----- Data shown

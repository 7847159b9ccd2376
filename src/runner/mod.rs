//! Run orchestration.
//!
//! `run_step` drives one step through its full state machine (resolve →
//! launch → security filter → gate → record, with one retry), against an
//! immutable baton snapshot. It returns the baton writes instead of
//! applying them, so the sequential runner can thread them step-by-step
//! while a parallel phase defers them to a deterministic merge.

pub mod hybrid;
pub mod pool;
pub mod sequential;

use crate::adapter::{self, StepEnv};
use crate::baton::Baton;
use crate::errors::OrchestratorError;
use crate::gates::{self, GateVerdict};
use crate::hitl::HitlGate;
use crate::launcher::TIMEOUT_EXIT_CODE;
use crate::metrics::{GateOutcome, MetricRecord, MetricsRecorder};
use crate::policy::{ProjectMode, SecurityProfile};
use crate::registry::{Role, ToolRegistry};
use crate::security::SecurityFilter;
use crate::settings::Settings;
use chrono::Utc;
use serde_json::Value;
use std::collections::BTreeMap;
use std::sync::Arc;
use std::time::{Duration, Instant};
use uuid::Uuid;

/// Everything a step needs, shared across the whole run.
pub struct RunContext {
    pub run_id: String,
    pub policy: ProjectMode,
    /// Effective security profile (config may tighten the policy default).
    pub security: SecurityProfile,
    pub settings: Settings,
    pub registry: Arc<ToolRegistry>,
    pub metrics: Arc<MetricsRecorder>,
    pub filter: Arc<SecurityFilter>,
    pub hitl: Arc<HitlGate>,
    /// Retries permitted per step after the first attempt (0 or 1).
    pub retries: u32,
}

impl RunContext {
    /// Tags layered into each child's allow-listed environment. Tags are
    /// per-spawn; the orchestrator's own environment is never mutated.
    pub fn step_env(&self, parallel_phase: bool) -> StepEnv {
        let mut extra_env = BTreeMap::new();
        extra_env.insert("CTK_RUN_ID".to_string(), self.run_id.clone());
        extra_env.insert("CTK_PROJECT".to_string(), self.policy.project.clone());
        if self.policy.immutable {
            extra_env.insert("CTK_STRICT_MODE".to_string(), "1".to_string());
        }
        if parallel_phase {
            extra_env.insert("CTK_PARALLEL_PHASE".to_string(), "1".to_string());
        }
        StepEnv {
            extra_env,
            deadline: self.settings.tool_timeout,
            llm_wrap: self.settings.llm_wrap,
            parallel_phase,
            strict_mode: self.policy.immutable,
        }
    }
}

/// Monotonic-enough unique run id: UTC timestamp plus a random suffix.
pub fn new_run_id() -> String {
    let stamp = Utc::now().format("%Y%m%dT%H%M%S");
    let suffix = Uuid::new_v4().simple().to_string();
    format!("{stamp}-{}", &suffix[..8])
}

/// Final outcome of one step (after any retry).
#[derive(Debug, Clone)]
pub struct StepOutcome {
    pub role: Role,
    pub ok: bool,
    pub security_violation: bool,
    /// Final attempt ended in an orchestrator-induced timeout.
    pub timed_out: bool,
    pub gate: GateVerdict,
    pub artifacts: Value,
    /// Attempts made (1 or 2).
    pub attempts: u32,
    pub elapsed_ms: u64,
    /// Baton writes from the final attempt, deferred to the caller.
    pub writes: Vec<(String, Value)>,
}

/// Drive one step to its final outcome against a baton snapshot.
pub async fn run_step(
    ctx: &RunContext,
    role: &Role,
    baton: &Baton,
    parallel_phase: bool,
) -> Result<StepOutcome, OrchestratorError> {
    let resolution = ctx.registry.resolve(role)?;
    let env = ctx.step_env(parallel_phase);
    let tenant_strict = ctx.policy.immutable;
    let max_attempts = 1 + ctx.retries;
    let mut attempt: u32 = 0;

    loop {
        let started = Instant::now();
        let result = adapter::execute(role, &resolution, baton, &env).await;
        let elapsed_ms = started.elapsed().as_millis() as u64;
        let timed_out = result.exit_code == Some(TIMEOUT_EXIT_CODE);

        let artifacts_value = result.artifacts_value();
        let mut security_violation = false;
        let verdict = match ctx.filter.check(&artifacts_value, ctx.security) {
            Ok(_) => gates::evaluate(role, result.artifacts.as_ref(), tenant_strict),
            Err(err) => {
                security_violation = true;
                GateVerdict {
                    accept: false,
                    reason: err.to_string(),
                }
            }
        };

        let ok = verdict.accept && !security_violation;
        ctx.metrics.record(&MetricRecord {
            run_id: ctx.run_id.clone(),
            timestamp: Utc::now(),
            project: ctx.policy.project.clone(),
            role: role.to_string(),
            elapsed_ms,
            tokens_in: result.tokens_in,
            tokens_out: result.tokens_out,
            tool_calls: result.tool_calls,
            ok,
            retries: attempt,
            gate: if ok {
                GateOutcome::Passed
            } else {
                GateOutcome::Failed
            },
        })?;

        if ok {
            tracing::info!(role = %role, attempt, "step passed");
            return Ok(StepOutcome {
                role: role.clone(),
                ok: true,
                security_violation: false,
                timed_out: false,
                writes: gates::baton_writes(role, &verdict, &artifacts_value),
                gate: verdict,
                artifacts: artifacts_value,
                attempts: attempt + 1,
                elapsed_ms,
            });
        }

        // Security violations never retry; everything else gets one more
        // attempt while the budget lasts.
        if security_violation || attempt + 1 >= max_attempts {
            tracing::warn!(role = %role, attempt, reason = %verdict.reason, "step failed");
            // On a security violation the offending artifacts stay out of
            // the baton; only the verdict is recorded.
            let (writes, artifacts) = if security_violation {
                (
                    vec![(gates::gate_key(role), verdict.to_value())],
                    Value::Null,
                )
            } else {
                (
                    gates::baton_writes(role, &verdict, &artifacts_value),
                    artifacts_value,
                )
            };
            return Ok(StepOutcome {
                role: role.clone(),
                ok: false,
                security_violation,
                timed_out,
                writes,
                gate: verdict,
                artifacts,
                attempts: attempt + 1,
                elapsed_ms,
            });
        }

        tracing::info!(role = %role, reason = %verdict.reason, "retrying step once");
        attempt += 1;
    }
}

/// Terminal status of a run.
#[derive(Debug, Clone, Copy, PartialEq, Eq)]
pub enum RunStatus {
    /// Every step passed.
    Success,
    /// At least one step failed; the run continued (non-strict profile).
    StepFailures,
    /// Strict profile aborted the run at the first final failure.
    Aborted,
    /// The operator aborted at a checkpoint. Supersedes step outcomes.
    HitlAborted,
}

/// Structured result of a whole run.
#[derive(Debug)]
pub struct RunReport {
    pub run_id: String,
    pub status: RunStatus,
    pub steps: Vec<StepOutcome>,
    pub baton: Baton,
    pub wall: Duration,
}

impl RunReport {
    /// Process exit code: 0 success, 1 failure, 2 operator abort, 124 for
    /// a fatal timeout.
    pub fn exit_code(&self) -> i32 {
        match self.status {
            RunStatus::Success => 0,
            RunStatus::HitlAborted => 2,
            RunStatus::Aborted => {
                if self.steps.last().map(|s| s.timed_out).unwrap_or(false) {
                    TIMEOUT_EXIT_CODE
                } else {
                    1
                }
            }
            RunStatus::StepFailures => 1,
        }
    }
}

----------

Reproduce the entire listing word for word.

_Expected answer_.
repository 7847159b9ccd2376
filename src/runner/mod.rs
//! Run orchestration.
//!
//! `run_step` drives one step through its full state machine (resolve →
//! launch → security filter → gate → record, with one retry), against an
//! immutable baton snapshot. It returns the baton writes instead of
//! applying them, so the sequential runner can thread them step-by-step
//! while a parallel phase defers them to a deterministic merge.

pub mod hybrid;
pub mod pool;
pub mod sequential;

use crate::adapter::{self, StepEnv};
use crate::baton::Baton;
use crate::errors::OrchestratorError;
use crate::gates::{self, GateVerdict};
use crate::hitl::HitlGate;
use crate::launcher::TIMEOUT_EXIT_CODE;
use crate::metrics::{GateOutcome, MetricRecord, MetricsRecorder};
use crate::policy::{ProjectMode, SecurityProfile};
use crate::registry::{Role, ToolRegistry};
use crate::security::SecurityFilter;
use crate::settings::Settings;
use chrono::Utc;
use serde_json::Value;
use std::collections::BTreeMap;
use std::sync::Arc;
use std::time::{Duration, Instant};
use uuid::Uuid;

/// Everything a step needs, shared across the whole run.
pub struct RunContext {
    pub run_id: String,
    pub policy: ProjectMode,
    /// Effective security profile (config may tighten the policy default).
    pub security: SecurityProfile,
    pub settings: Settings,
    pub registry: Arc<ToolRegistry>,
    pub metrics: Arc<MetricsRecorder>,
    pub filter: Arc<SecurityFilter>,
    pub hitl: Arc<HitlGate>,
    /// Retries permitted per step after the first attempt (0 or 1).
    pub retries: u32,
}

impl RunContext {
    /// Tags layered into each child's allow-listed environment. Tags are
    /// per-spawn; the orchestrator's own environment is never mutated.
    pub fn step_env(&self, parallel_phase: bool) -> StepEnv {
        let mut extra_env = BTreeMap::new();
        extra_env.insert("CTK_RUN_ID".to_string(), self.run_id.clone());
        extra_env.insert("CTK_PROJECT".to_string(), self.policy.project.clone());
        if self.policy.immutable {
            extra_env.insert("CTK_STRICT_MODE".to_string(), "1".to_string());
        }
        if parallel_phase {
            extra_env.insert("CTK_PARALLEL_PHASE".to_string(), "1".to_string());
        }
        StepEnv {
            extra_env,
            deadline: self.settings.tool_timeout,
            llm_wrap: self.settings.llm_wrap,
            parallel_phase,
            strict_mode: self.policy.immutable,
        }
    }
}

/// Monotonic-enough unique run id: UTC timestamp plus a random suffix.
pub fn new_run_id() -> String {
    let stamp = Utc::now().format("%Y%m%dT%H%M%S");
    let suffix = Uuid::new_v4().simple().to_string();
    format!("{stamp}-{}", &suffix[..8])
}

/// Final outcome of one step (after any retry).
#[derive(Debug, Clone)]
pub struct StepOutcome {
    pub role: Role,
    pub ok: bool,
    pub security_violation: bool,
    /// Final attempt ended in an orchestrator-induced timeout.
    pub timed_out: bool,
    pub gate: GateVerdict,
    pub artifacts: Value,
    /// Attempts made (1 or 2).
    pub attempts: u32,
    pub elapsed_ms: u64,
    /// Baton writes from the final attempt, deferred to the caller.
    pub writes: Vec<(String, Value)>,
}

/// Drive one step to its final outcome against a baton snapshot.
pub async fn run_step(
    ctx: &RunContext,
    role: &Role,
    baton: &Baton,
    parallel_phase: bool,
) -> Result<StepOutcome, OrchestratorError> {
    let resolution = ctx.registry.resolve(role)?;
    let env = ctx.step_env(parallel_phase);
    let tenant_strict = ctx.policy.immutable;
    let max_attempts = 1 + ctx.retries;
    let mut attempt: u32 = 0;

    loop {
        let started = Instant::now();
        let result = adapter::execute(role, &resolution, baton, &env).await;
        let elapsed_ms = started.elapsed().as_millis() as u64;
        let timed_out = result.exit_code == Some(TIMEOUT_EXIT_CODE);

        let artifacts_value = result.artifacts_value();
        let mut security_violation = false;
        let verdict = match ctx.filter.check(&artifacts_value, ctx.security) {
            Ok(_) => gates::evaluate(role, result.artifacts.as_ref(), tenant_strict),
            Err(err) => {
                security_violation = true;
                GateVerdict {
                    accept: false,
                    reason: err.to_string(),
                }
            }
        };

        let ok = verdict.accept && !security_violation;
        ctx.metrics.record(&MetricRecord {
            run_id: ctx.run_id.clone(),
            timestamp: Utc::now(),
            project: ctx.policy.project.clone(),
            role: role.to_string(),
            elapsed_ms,
            tokens_in: result.tokens_in,
            tokens_out: result.tokens_out,
            tool_calls: result.tool_calls,
            ok,
            retries: attempt,
            gate: if ok {
                GateOutcome::Passed
            } else {
                GateOutcome::Failed
            },
        })?;

        if ok {
            tracing::info!(role = %role, attempt, "step passed");
            return Ok(StepOutcome {
                role: role.clone(),
                ok: true,
                security_violation: false,
                timed_out: false,
                writes: gates::baton_writes(role, &verdict, &artifacts_value),
                gate: verdict,
                artifacts: artifacts_value,
                attempts: attempt + 1,
                elapsed_ms,
            });
        }

        // Security violations never retry; everything else gets one more
        // attempt while the budget lasts.
        if security_violation || attempt + 1 >= max_attempts {
            tracing::warn!(role = %role, attempt, reason = %verdict.reason, "step failed");
            // On a security violation the offending artifacts stay out of
            // the baton; only the verdict is recorded.
            let (writes, artifacts) = if security_violation {
                (
                    vec![(gates::gate_key(role), verdict.to_value())],
                    Value::Null,
                )
            } else {
                (
                    gates::baton_writes(role, &verdict, &artifacts_value),
                    artifacts_value,
                )
            };
            return Ok(StepOutcome {
                role: role.clone(),
                ok: false,
                security_violation,
                timed_out,
                writes,
                gate: verdict,
                artifacts,
                attempts: attempt + 1,
                elapsed_ms,
            });
        }

        tracing::info!(role = %role, reason = %verdict.reason, "retrying step once");
        attempt += 1;
    }
}

/// Terminal status of a run.
#[derive(Debug, Clone, Copy, PartialEq, Eq)]
pub enum RunStatus {
    /// Every step passed.
    Success,
    /// At least one step failed; the run continued (non-strict profile).
    StepFailures,
    /// Strict profile aborted the run at the first final failure.
    Aborted,
    /// The operator aborted at a checkpoint. Supersedes step outcomes.
    HitlAborted,
}

/// Structured result of a whole run.
#[derive(Debug)]
pub struct RunReport {
    pub run_id: String,
    pub status: RunStatus,
    pub steps: Vec<StepOutcome>,
    pub baton: Baton,
    pub wall: Duration,
}

impl RunReport {
    /// Process exit code: 0 success, 1 failure, 2 operator abort, 124 for
    /// a fatal timeout.
    pub fn exit_code(&self) -> i32 {
        match self.status {
            RunStatus::Success => 0,
            RunStatus::HitlAborted => 2,
            RunStatus::Aborted => {
                if self.steps.last().map(|s| s.timed_out).unwrap_or(false) {
                    TIMEOUT_EXIT_CODE
                } else {
                    1
                }
            }
            RunStatus::StepFailures => 1,
        }
    }
}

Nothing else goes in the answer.